Here’s the online news announcement:

New NPR/Kaiser/Harvard Poll Examines Public’s Views of the Role of Health Care Interest Groups in the Health Care Debate

It must be noted that all three entities are far to the left of center—all can legitimately be considered hard-core far-left organizations. Predictably, the poll showed wide support for the administration’s efforts to create a national health care plan, including the public  option.

It’s also notable that “Representatives of the three organizations worked together to develop the survey questionnaire and to analyze the results, with NPR maintaining editorial control over its broadcasts on the surveys,” as stated in the news announcements.

In conclusion, some special notes for Ms Adams:

Poll results are presented in numerical figures, and the results can easily be manipulated by the nature of the questions, by the demographics of the people and the area being polled and how the respondents’ answers are analyzed—in fine, Ms Adams, figures don’t lie, but liars figure—a corollary is that polls don’t lie, but pollsters figure. Some pollsters know exactly what they want from a survey, and then manipulate the various parts of the poll to accomplish the goal they desire.

In the interest of full disclosure, it must be stated that the ability to manipulate poll results is not restricted to the political left—it is also available, and is used, by centrists and by the political right. Some use that ability far more than others, and some are far more adept at skewing the results.

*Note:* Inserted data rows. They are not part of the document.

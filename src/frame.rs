//! Fixed device-frame to North-East-Down (NED) transforms.
//!
//! Each sensor die inside a package may be wired with its own axis
//! convention, so every sensor type carries its own [`FrameTransform`].
//! The transforms are plain data: a [`MountingTable`] can be replaced per
//! deployment (e.g. loaded from TOML) without touching the estimator.

use crate::error::Error;
use crate::{AccelerometerReading, GyroscopeReading, MagnetometerReading};
use alloc::string::{String, ToString};
use core::fmt::{Display, Formatter};
use core::ops::Neg;
use core::str::FromStr;
use serde::{Deserialize, Serialize};

/// A device axis.
#[derive(Copy, Clone, Debug, PartialEq, Eq, Hash)]
pub enum Axis {
    X,
    Y,
    Z,
}

impl Axis {
    #[inline(always)]
    const fn index(self) -> usize {
        match self {
            Axis::X => 0,
            Axis::Y => 1,
            Axis::Z => 2,
        }
    }
}

/// The sign applied to a device axis.
#[derive(Copy, Clone, Debug, PartialEq, Eq, Hash)]
pub enum Sign {
    Positive,
    Negative,
}

/// Selects one signed device axis as the source of a NED axis.
///
/// Serialized in the compact form `"+x"`, `"-y"`, ... .
#[derive(Copy, Clone, Debug, PartialEq, Eq, Hash, Serialize, Deserialize)]
#[serde(try_from = "String", into = "String")]
pub struct AxisMapping {
    pub sign: Sign,
    pub axis: Axis,
}

impl AxisMapping {
    pub const PLUS_X: Self = Self::new(Sign::Positive, Axis::X);
    pub const MINUS_X: Self = Self::new(Sign::Negative, Axis::X);
    pub const PLUS_Y: Self = Self::new(Sign::Positive, Axis::Y);
    pub const MINUS_Y: Self = Self::new(Sign::Negative, Axis::Y);
    pub const PLUS_Z: Self = Self::new(Sign::Positive, Axis::Z);
    pub const MINUS_Z: Self = Self::new(Sign::Negative, Axis::Z);

    /// Initializes a new [`AxisMapping`] instance.
    #[inline(always)]
    pub const fn new(sign: Sign, axis: Axis) -> Self {
        Self { sign, axis }
    }

    /// Picks the mapped component out of a device-frame vector.
    #[inline]
    pub fn select<T>(&self, device: &[T; 3]) -> T
    where
        T: Copy + Neg<Output = T>,
    {
        let value = device[self.axis.index()];
        match self.sign {
            Sign::Positive => value,
            Sign::Negative => -value,
        }
    }
}

impl Display for AxisMapping {
    fn fmt(&self, f: &mut Formatter<'_>) -> core::fmt::Result {
        let sign = match self.sign {
            Sign::Positive => '+',
            Sign::Negative => '-',
        };
        let axis = match self.axis {
            Axis::X => 'x',
            Axis::Y => 'y',
            Axis::Z => 'z',
        };
        write!(f, "{sign}{axis}")
    }
}

impl FromStr for AxisMapping {
    type Err = Error;

    fn from_str(s: &str) -> Result<Self, Self::Err> {
        let invalid = || Error::InvalidAxis(s.to_string());
        let (sign, axis) = match s.trim().as_bytes() {
            [b'+', axis] => (Sign::Positive, axis),
            [b'-', axis] => (Sign::Negative, axis),
            [axis] => (Sign::Positive, axis),
            _ => return Err(invalid()),
        };

        let axis = match axis.to_ascii_lowercase() {
            b'x' => Axis::X,
            b'y' => Axis::Y,
            b'z' => Axis::Z,
            _ => return Err(invalid()),
        };

        Ok(Self::new(sign, axis))
    }
}

impl TryFrom<String> for AxisMapping {
    type Error = Error;

    fn try_from(value: String) -> Result<Self, Self::Error> {
        value.parse()
    }
}

impl From<AxisMapping> for String {
    fn from(value: AxisMapping) -> Self {
        value.to_string()
    }
}

/// Maps a device-frame vector into the NED frame, one signed device axis per NED axis.
#[derive(Copy, Clone, Debug, PartialEq, Eq, Serialize, Deserialize)]
pub struct FrameTransform {
    /// The source of the north (x) component.
    pub north: AxisMapping,
    /// The source of the east (y) component.
    pub east: AxisMapping,
    /// The source of the down (z) component.
    pub down: AxisMapping,
}

impl FrameTransform {
    /// The device frame already is NED.
    pub const IDENTITY: Self = Self::new(
        AxisMapping::PLUS_X,
        AxisMapping::PLUS_Y,
        AxisMapping::PLUS_Z,
    );

    /// Initializes a new [`FrameTransform`] instance.
    #[inline(always)]
    pub const fn new(north: AxisMapping, east: AxisMapping, down: AxisMapping) -> Self {
        Self { north, east, down }
    }

    /// Transforms a device-frame vector into the NED frame.
    #[inline]
    pub fn apply<T>(&self, device: [T; 3]) -> [T; 3]
    where
        T: Copy + Neg<Output = T>,
    {
        [
            self.north.select(&device),
            self.east.select(&device),
            self.down.select(&device),
        ]
    }

    /// Determines whether every device axis is used exactly once.
    pub fn is_permutation(&self) -> bool {
        let mut used = [false; 3];
        for mapping in [self.north, self.east, self.down] {
            let index = mapping.axis.index();
            if used[index] {
                return false;
            }
            used[index] = true;
        }
        true
    }
}

impl Default for FrameTransform {
    fn default() -> Self {
        Self::IDENTITY
    }
}

/// The per-sensor frame transforms of one physical mounting.
#[derive(Copy, Clone, Debug, PartialEq, Eq, Serialize, Deserialize)]
pub struct MountingTable {
    pub accelerometer: FrameTransform,
    pub gyroscope: FrameTransform,
    pub magnetometer: FrameTransform,
}

impl MountingTable {
    /// The empirically derived mounting of the ICM-20948 breakout.
    ///
    /// | Sensor        | North | East | Down |
    /// |---------------|-------|------|------|
    /// | Accelerometer | +X    | +Y   | −Z   |
    /// | Gyroscope     | −X    | −Y   | +Z   |
    /// | Magnetometer  | −X    | −Y   | −Z   |
    pub const ICM20948: Self = Self {
        accelerometer: FrameTransform::new(
            AxisMapping::PLUS_X,
            AxisMapping::PLUS_Y,
            AxisMapping::MINUS_Z,
        ),
        gyroscope: FrameTransform::new(
            AxisMapping::MINUS_X,
            AxisMapping::MINUS_Y,
            AxisMapping::PLUS_Z,
        ),
        magnetometer: FrameTransform::new(
            AxisMapping::MINUS_X,
            AxisMapping::MINUS_Y,
            AxisMapping::MINUS_Z,
        ),
    };

    /// Ensures every transform is an axis permutation.
    pub fn validate(&self) -> Result<(), Error> {
        if !self.accelerometer.is_permutation() {
            return Err(Error::InvalidMounting("accelerometer"));
        }
        if !self.gyroscope.is_permutation() {
            return Err(Error::InvalidMounting("gyroscope"));
        }
        if !self.magnetometer.is_permutation() {
            return Err(Error::InvalidMounting("magnetometer"));
        }
        Ok(())
    }

    /// Parses and validates a mounting table from TOML.
    ///
    /// ```toml
    /// [accelerometer]
    /// north = "+x"
    /// east = "+y"
    /// down = "-z"
    /// ```
    #[cfg(feature = "std")]
    #[cfg_attr(docsrs, doc(cfg(feature = "std")))]
    pub fn from_toml_str(toml: &str) -> Result<Self, Error> {
        let table: Self = toml::from_str(toml)?;
        table.validate()?;
        Ok(table)
    }

    /// Transforms an accelerometer reading into the NED frame.
    pub fn accelerometer_to_ned<T>(
        &self,
        reading: &AccelerometerReading<T>,
    ) -> AccelerometerReading<T>
    where
        T: Copy + Neg<Output = T>,
    {
        self.accelerometer.apply((*reading).into()).into()
    }

    /// Transforms a gyroscope reading into the NED frame.
    pub fn gyroscope_to_ned<T>(&self, reading: &GyroscopeReading<T>) -> GyroscopeReading<T>
    where
        T: Copy + Neg<Output = T>,
    {
        self.gyroscope.apply((*reading).into()).into()
    }

    /// Transforms a magnetometer reading into the NED frame.
    pub fn magnetometer_to_ned<T>(&self, reading: &MagnetometerReading<T>) -> MagnetometerReading<T>
    where
        T: Copy + Neg<Output = T>,
    {
        self.magnetometer.apply((*reading).into()).into()
    }
}

impl Default for MountingTable {
    fn default() -> Self {
        Self::ICM20948
    }
}

#[cfg(test)]
mod tests {
    use super::*;

    #[test]
    fn test_icm20948_accelerometer() {
        let table = MountingTable::ICM20948;
        let ned = table.accelerometer_to_ned(&AccelerometerReading::new(1.0, 2.0, 3.0));
        assert_eq!(ned, AccelerometerReading::new(1.0, 2.0, -3.0));
    }

    #[test]
    fn test_icm20948_gyroscope() {
        let table = MountingTable::ICM20948;
        let ned = table.gyroscope_to_ned(&GyroscopeReading::new(1.0, 2.0, 3.0));
        assert_eq!(ned, GyroscopeReading::new(-1.0, -2.0, 3.0));
    }

    #[test]
    fn test_icm20948_magnetometer() {
        let table = MountingTable::ICM20948;
        let ned = table.magnetometer_to_ned(&MagnetometerReading::new(1.0, 2.0, 3.0));
        assert_eq!(ned, MagnetometerReading::new(-1.0, -2.0, -3.0));
    }

    #[test]
    fn test_axis_swap() {
        let transform = FrameTransform::new(
            AxisMapping::PLUS_Y,
            AxisMapping::MINUS_X,
            AxisMapping::PLUS_Z,
        );
        assert_eq!(transform.apply([1, 2, 3]), [2, -1, 3]);
        assert!(transform.is_permutation());
    }

    #[test]
    fn test_duplicate_axis_is_rejected() {
        let mut table = MountingTable::ICM20948;
        table.gyroscope.east = AxisMapping::PLUS_X;
        assert!(!table.gyroscope.is_permutation());
        assert!(matches!(
            table.validate(),
            Err(Error::InvalidMounting("gyroscope"))
        ));
    }

    #[test]
    fn test_parse_axis_mapping() {
        assert_eq!("+x".parse::<AxisMapping>().unwrap(), AxisMapping::PLUS_X);
        assert_eq!("-Y".parse::<AxisMapping>().unwrap(), AxisMapping::MINUS_Y);
        assert_eq!(" z ".parse::<AxisMapping>().unwrap(), AxisMapping::PLUS_Z);
        assert!("+w".parse::<AxisMapping>().is_err());
        assert!("+-x".parse::<AxisMapping>().is_err());
        assert_eq!(AxisMapping::MINUS_Z.to_string(), "-z");
    }

    #[test]
    #[cfg(feature = "std")]
    fn test_from_toml() {
        let toml = r#"
            [accelerometer]
            north = "+x"
            east = "+y"
            down = "-z"

            [gyroscope]
            north = "-x"
            east = "-y"
            down = "+z"

            [magnetometer]
            north = "-x"
            east = "-y"
            down = "-z"
        "#;

        let table = MountingTable::from_toml_str(toml).unwrap();
        assert_eq!(table, MountingTable::ICM20948);
    }

    #[test]
    #[cfg(feature = "std")]
    fn test_from_toml_rejects_bad_axis() {
        let toml = r#"
            [accelerometer]
            north = "+x"
            east = "+x"
            down = "-z"

            [gyroscope]
            north = "-x"
            east = "-y"
            down = "+w"

            [magnetometer]
            north = "-x"
            east = "-y"
            down = "-z"
        "#;

        assert!(MountingTable::from_toml_str(toml).is_err());
    }
}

In the matter of politics, particularly in the matter of political polls, one should cover all the venues—books, newspapers, movies, television and talk radio—one should read, look, listen and learn in order to separate the wheat from the chaff.

Just a suggestion: Every one that reads this posting will profit by picking up the TV remote and channel surfing until they find a news source that uses this motto:

“We report—you decide.”

Bias exists on the channel that uses the motto, “We report—you decide” but in far less degree than other, perhaps most, news sources. It’s everywhere, similar to the air we breathe. And just as our atmosphere at some locations contains more pollution than others, the degree to which political bias exists depends on the source, whether on television, on radio, in face-to-face gatherings or in print.

That’s my story and I’m sticking to it.